Copyright © 2021 Albuquerque Journal
The state’s land-grant university announced it will continue to offer a virtual program launched during the height of the pandemic that aims to spur 4-H youth toward math and technology education.
New Mexico State University launched a virtual video series in the spring of 2020 to offer students across the state virtual, hands-on learning lessons. The program was created by NMSU Cooperative Extension Service faculty and encourages participation by 4-H youth.
The lessons – called the NMSU STEAM (science, technology, engineering, arts and mathmatics) Virtual Innovator Program – proved popular, with well over 200 children from across the state logging on to the activity-based lessons held via Zoom, said Peter Skelton, a youth agriscience education specialist.

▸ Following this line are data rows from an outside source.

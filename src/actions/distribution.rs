//! Order and shipment actions.

use super::ActionResult;
use crate::{
    context::RequestContext,
    core::{
        order::{self, OrderDetails},
        shipment::{self, LineItem, ReceiptOutcome, ShipmentDetails},
    },
    entities::OrderModel,
};
use sea_orm::DatabaseConnection;

/// Places an order with an upstream seller.
pub async fn place_order(
    db: &DatabaseConnection,
    ctx: &RequestContext,
    seller_id: i64,
    items: Vec<LineItem>,
) -> ActionResult<OrderDetails> {
    ActionResult::from_result(order::place_order(db, ctx, seller_id, items).await, |d| {
        format!("Order {} placed for {:.2}", d.order.id, d.order.total_amount)
    })
}

/// Approves a pending order addressed to the caller.
pub async fn approve_order(
    db: &DatabaseConnection,
    ctx: &RequestContext,
    order_id: i64,
) -> ActionResult<OrderModel> {
    ActionResult::from_result(order::approve_order(db, ctx, order_id).await, |o| {
        format!("Order {} approved", o.id)
    })
}

/// Rejects an order addressed to the caller.
pub async fn reject_order(
    db: &DatabaseConnection,
    ctx: &RequestContext,
    order_id: i64,
) -> ActionResult<OrderModel> {
    ActionResult::from_result(order::reject_order(db, ctx, order_id).await, |o| {
        format!("Order {} rejected", o.id)
    })
}

/// Ships an approved order to its buyer.
pub async fn ship_order(
    db: &DatabaseConnection,
    ctx: &RequestContext,
    order_id: i64,
    location: Option<String>,
) -> ActionResult<ShipmentDetails> {
    ActionResult::from_result(order::ship_order(db, ctx, order_id, location).await, |d| {
        format!("Order {order_id} shipped as shipment {}", d.shipment.id)
    })
}

/// Sends stock straight to another holder without an order.
pub async fn dispatch_shipment(
    db: &DatabaseConnection,
    ctx: &RequestContext,
    receiver_id: i64,
    items: Vec<LineItem>,
    location: Option<String>,
) -> ActionResult<ShipmentDetails> {
    ActionResult::from_result(
        shipment::dispatch_shipment(db, ctx, receiver_id, items, location).await,
        |d| format!("Shipment {} dispatched", d.shipment.id),
    )
}

/// Confirms delivery of a shipment addressed to the caller.
pub async fn receive_shipment(
    db: &DatabaseConnection,
    ctx: &RequestContext,
    shipment_id: i64,
) -> ActionResult<ReceiptOutcome> {
    ActionResult::from_result(
        shipment::receive_shipment(db, ctx, shipment_id).await,
        |outcome| match &outcome.invoice {
            Some(invoice) => format!(
                "Shipment {shipment_id} received, invoice {} issued",
                invoice.invoice_number
            ),
            None => format!("Shipment {shipment_id} received"),
        },
    )
}
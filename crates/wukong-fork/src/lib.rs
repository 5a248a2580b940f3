//! Agent-fork subsystem (C7): bounded-depth sub-agent tasks with context
//! and result compression, submitted through an execution adapter so the
//! parent session never blocks on sub-agent progress.

pub mod fork;

pub use fork::{ForkExecutor, ForkRequest};
pub use wukong_foundation::{Error, Result};
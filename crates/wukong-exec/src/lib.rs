//! Async tool executor (C5) and parallel tool executor (C6).
//!
//! Built on top of `wukong-core`'s tool registry and C4 tool executor: C5
//! hands long-running tool calls off to a cache-backed polling/webhook
//! queue, C6 fans a batch of tool calls out concurrently and resolves once
//! a wait strategy's condition is satisfied.

pub mod async_exec;
pub mod parallel;

pub use async_exec::{AsyncToolExecutor, AsyncToolExecutorConfig, InMemoryCache};
pub use parallel::{ParallelBatchResult, ParallelExecOptions, ParallelToolExecutor};
pub use wukong_foundation::{Error, Result};
//! Tool registry (C3, spec §4.3).
//!
//! Grounded in the teacher's `ToolRegistry` (`tool/registry.rs`): a plain
//! `HashMap<String, Arc<_>>` behind `register`/`get`/`list` accessors, kept
//! here and generalized to validate registration and project schemas for
//! prompting the way the spec requires.

use std::collections::HashMap;

use parking_lot::RwLock;
use tracing::warn;

use super::ToolEntry;

/// Holds registered tool descriptors by name (spec §3 "Ownership": tool
/// descriptors are shared read-only after registration).
pub struct ToolRegistry {
    tools: RwLock<HashMap<String, ToolEntry>>,
}

impl ToolRegistry {
    pub fn new() -> Self {
        Self { tools: RwLock::new(HashMap::new()) }
    }

    /// Registers `entry`, validating presence of name/description/version/
    /// category/risk level and that the schema declares an object with
    /// properties (spec §4.3). Duplicate registration overwrites with a
    /// warning rather than erroring.
    pub fn register(&self, entry: ToolEntry) -> Result<(), String> {
        if entry.name.trim().is_empty() {
            return Err("tool name must not be empty".to_string());
        }
        if entry.description.trim().is_empty() {
            return Err(format!("tool '{}' is missing a description", entry.name));
        }
        if entry.version.trim().is_empty() {
            return Err(format!("tool '{}' is missing a version", entry.name));
        }
        if entry.category.trim().is_empty() {
            return Err(format!("tool '{}' is missing a category", entry.name));
        }
        let schema = wukong_foundation::ObjectSchema::from_json(&entry.parameter_schema);
        if !schema.declares_object_with_properties() {
            return Err(format!(
                "tool '{}' schema must declare an object with properties",
                entry.name
            ));
        }

        let mut tools = self.tools.write();
        if tools.contains_key(&entry.name) {
            warn!(tool = %entry.name, "overwriting existing tool registration");
        }
        tools.insert(entry.name.clone(), entry);
        Ok(())
    }

    pub fn get(&self, name: &str) -> Option<ToolEntry> {
        self.tools.read().get(name).cloned()
    }

    pub fn has(&self, name: &str) -> bool {
        self.tools.read().contains_key(name)
    }

    pub fn names(&self) -> Vec<String> {
        self.tools.read().keys().cloned().collect()
    }

    pub fn len(&self) -> usize {
        self.tools.read().len()
    }

    pub fn is_empty(&self) -> bool {
        self.tools.read().is_empty()
    }

    pub fn by_category(&self, category: &str) -> Vec<ToolEntry> {
        self.tools
            .read()
            .values()
            .filter(|t| t.category == category)
            .cloned()
            .collect()
    }

    /// Schema-only projection for prompting: name + description + properties
    /// + required list (spec §4.3).
    pub fn schemas_for_prompt(&self) -> Vec<serde_json::Value> {
        self.tools.read().values().map(ToolEntry::schema_projection).collect()
    }

    pub fn requiring_confirmation(&self) -> Vec<ToolEntry> {
        self.tools.read().values().filter(|t| t.requires_confirmation).cloned().collect()
    }

    pub fn async_tools(&self) -> Vec<ToolEntry> {
        self.tools.read().values().filter(|t| t.is_async()).cloned().collect()
    }
}

impl Default for ToolRegistry {
    fn default() -> Self {
        Self::new()
    }
}

#[cfg(test)]
mod tests {
    use super::*;
    use async_trait::async_trait;
    use serde_json::json;
    use std::sync::Arc;
    use wukong_foundation::{RiskLevel, ToolCallContext, ToolHandler, ToolOutcome};

    struct Echo;

    #[async_trait]
    impl ToolHandler for Echo {
        async fn call(&self, params: serde_json::Value, _ctx: &ToolCallContext) -> ToolOutcome {
            ToolOutcome::ok(params)
        }
    }

    fn sample_entry(name: &str) -> ToolEntry {
        ToolEntry {
            name: name.to_string(),
            description: "echoes input".to_string(),
            version: "1.0.0".to_string(),
            category: "test".to_string(),
            risk_level: RiskLevel::Low,
            timeout_secs: 5,
            requires_confirmation: false,
            estimated_time_secs: None,
            parameter_schema: json!({
                "type": "object",
                "properties": {"value": {"type": "string"}},
                "required": ["value"]
            }),
            handler: Arc::new(Echo),
            async_handler: None,
        }
    }

    #[test]
    fn register_and_get_round_trips() {
        let registry = ToolRegistry::new();
        registry.register(sample_entry("echo")).unwrap();
        assert!(registry.has("echo"));
        assert_eq!(registry.get("echo").unwrap().name, "echo");
    }

    #[test]
    fn rejects_schema_without_properties() {
        let registry = ToolRegistry::new();
        let mut entry = sample_entry("bad");
        entry.parameter_schema = json!({"type": "object"});
        assert!(registry.register(entry).is_err());
    }

    #[test]
    fn duplicate_registration_overwrites() {
        let registry = ToolRegistry::new();
        registry.register(sample_entry("echo")).unwrap();
        registry.register(sample_entry("echo")).unwrap();
        assert_eq!(registry.len(), 1);
    }

    #[test]
    fn schemas_for_prompt_include_required_list() {
        let registry = ToolRegistry::new();
        registry.register(sample_entry("echo")).unwrap();
        let schemas = registry.schemas_for_prompt();
        assert_eq!(schemas.len(), 1);
        assert_eq!(schemas[0]["required"], json!(["value"]));
    }
}
//! Error types shared by every layer of the runtime.
//!
//! All errors funnel through this one enum so that the step executor and
//! agent loop (wukong-agent) can pattern-match on a closed set when deciding
//! `canRetry` / `shouldContinue` semantics (spec §7).

use thiserror::Error;

/// Result type alias used throughout the workspace.
pub type Result<T> = std::result::Result<T, Error>;

/// The runtime's error taxonomy.
#[derive(Error, Debug)]
pub enum Error {
    // ------------------------------------------------------------------
    // Validation — retryable at the decision level (spec §7)
    // ------------------------------------------------------------------
    #[error("validation error: {0}")]
    Validation(String),

    #[error("tool not found: {0}")]
    ToolNotFound(String),

    #[error("session not found: {0}")]
    SessionNotFound(String),

    #[error("step not found: {0}")]
    StepNotFound(String),

    // ------------------------------------------------------------------
    // Transient external — recovered locally by retry (spec §7)
    // ------------------------------------------------------------------
    #[error("timeout: {0}")]
    Timeout(String),

    #[error("transient error: {0}")]
    Transient(String),

    // ------------------------------------------------------------------
    // Tool logic failure
    // ------------------------------------------------------------------
    #[error("tool error: {0}")]
    Tool(String),

    // ------------------------------------------------------------------
    // Fatal loop errors
    // ------------------------------------------------------------------
    #[error("LLM call failed: {0}")]
    Llm(String),

    #[error("failed to parse model response: {0}")]
    Parse(String),

    #[error("storage error: {0}")]
    Storage(String),

    #[error("cache error: {0}")]
    Cache(String),

    // ------------------------------------------------------------------
    // Budget exceeded
    // ------------------------------------------------------------------
    #[error("maximum fork depth exceeded: {0}")]
    ForkDepthExceeded(String),

    #[error("max steps reached")]
    MaxStepsReached,

    #[error("task timeout")]
    TaskTimeout,

    // ------------------------------------------------------------------
    // Control flow
    // ------------------------------------------------------------------
    #[error("stopped: {0}")]
    Stopped(String),

    #[error("cancelled")]
    Cancelled,

    // ------------------------------------------------------------------
    // General
    // ------------------------------------------------------------------
    #[error("not found: {0}")]
    NotFound(String),

    #[error("invalid state: {0}")]
    InvalidState(String),

    #[error("internal error: {0}")]
    Internal(String),

    #[error("json error: {0}")]
    Json(#[from] serde_json::Error),
}

impl Error {
    /// Classify retryability per the pattern set in spec §4.4.4.
    ///
    /// `message` is checked case-insensitively against the retryable
    /// pattern set; this is used both by the tool executor (on a thrown
    /// exception) and directly here for errors already typed as transient.
    pub fn is_retryable(&self) -> bool {
        match self {
            Error::Validation(_) => true,
            Error::Timeout(_) | Error::Transient(_) => true,
            Error::Tool(msg) => classify_retryable_message(msg),
            _ => false,
        }
    }
}

/// The retryable-message pattern set from spec §4.4.4 / §8 property 6.
const RETRYABLE_PATTERNS: &[&str] = &[
    "network",
    "timeout",
    "econnrefused",
    "etimedout",
    "enotfound",
    "rate limit",
    "too many requests",
    "502",
    "503",
    "504",
    "temporary",
];

/// Check an error message against the retryable pattern set.
pub fn classify_retryable_message(message: &str) -> bool {
    let lower = message.to_lowercase();
    RETRYABLE_PATTERNS.iter().any(|p| lower.contains(p))
}

impl From<String> for Error {
    fn from(s: String) -> Self {
        Error::Internal(s)
    }
}

impl From<&str> for Error {
    fn from(s: &str) -> Self {
        Error::Internal(s.to_string())
    }
}

#[cfg(test)]
mod tests {
    use super::*;

    #[test]
    fn retryable_patterns_match_case_insensitively() {
        assert!(classify_retryable_message("Connection reset: ETIMEDOUT"));
        assert!(classify_retryable_message("503 Service Unavailable"));
        assert!(classify_retryable_message("Rate Limit exceeded"));
        assert!(!classify_retryable_message("invalid argument: foo"));
    }

    #[test]
    fn tool_error_retryability_follows_message() {
        let e = Error::Tool("upstream returned 502".to_string());
        assert!(e.is_retryable());
        let e = Error::Tool("malformed request body".to_string());
        assert!(!e.is_retryable());
    }
}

“It’s become a really nice environment where everyone is a teacher and everyone is a learner,” he said.
NMSU officials recently announced that they plan to continue the program into the future.
This summer, they’ll accept applications for additional “youth innovators” to guide the virtual programs next school year, Skelton said. He also said high school students will likely be chosen as the innovators.
The lessons are usually held for a couple hours one Saturday per month. Programs center around computer sciences, physical sciences and simple machines, among other topics, Skelton said.
“Since projects are implemented at home, families are brought together to work on them, strengthening familial bonds and STEAM literacy in the community,” he said.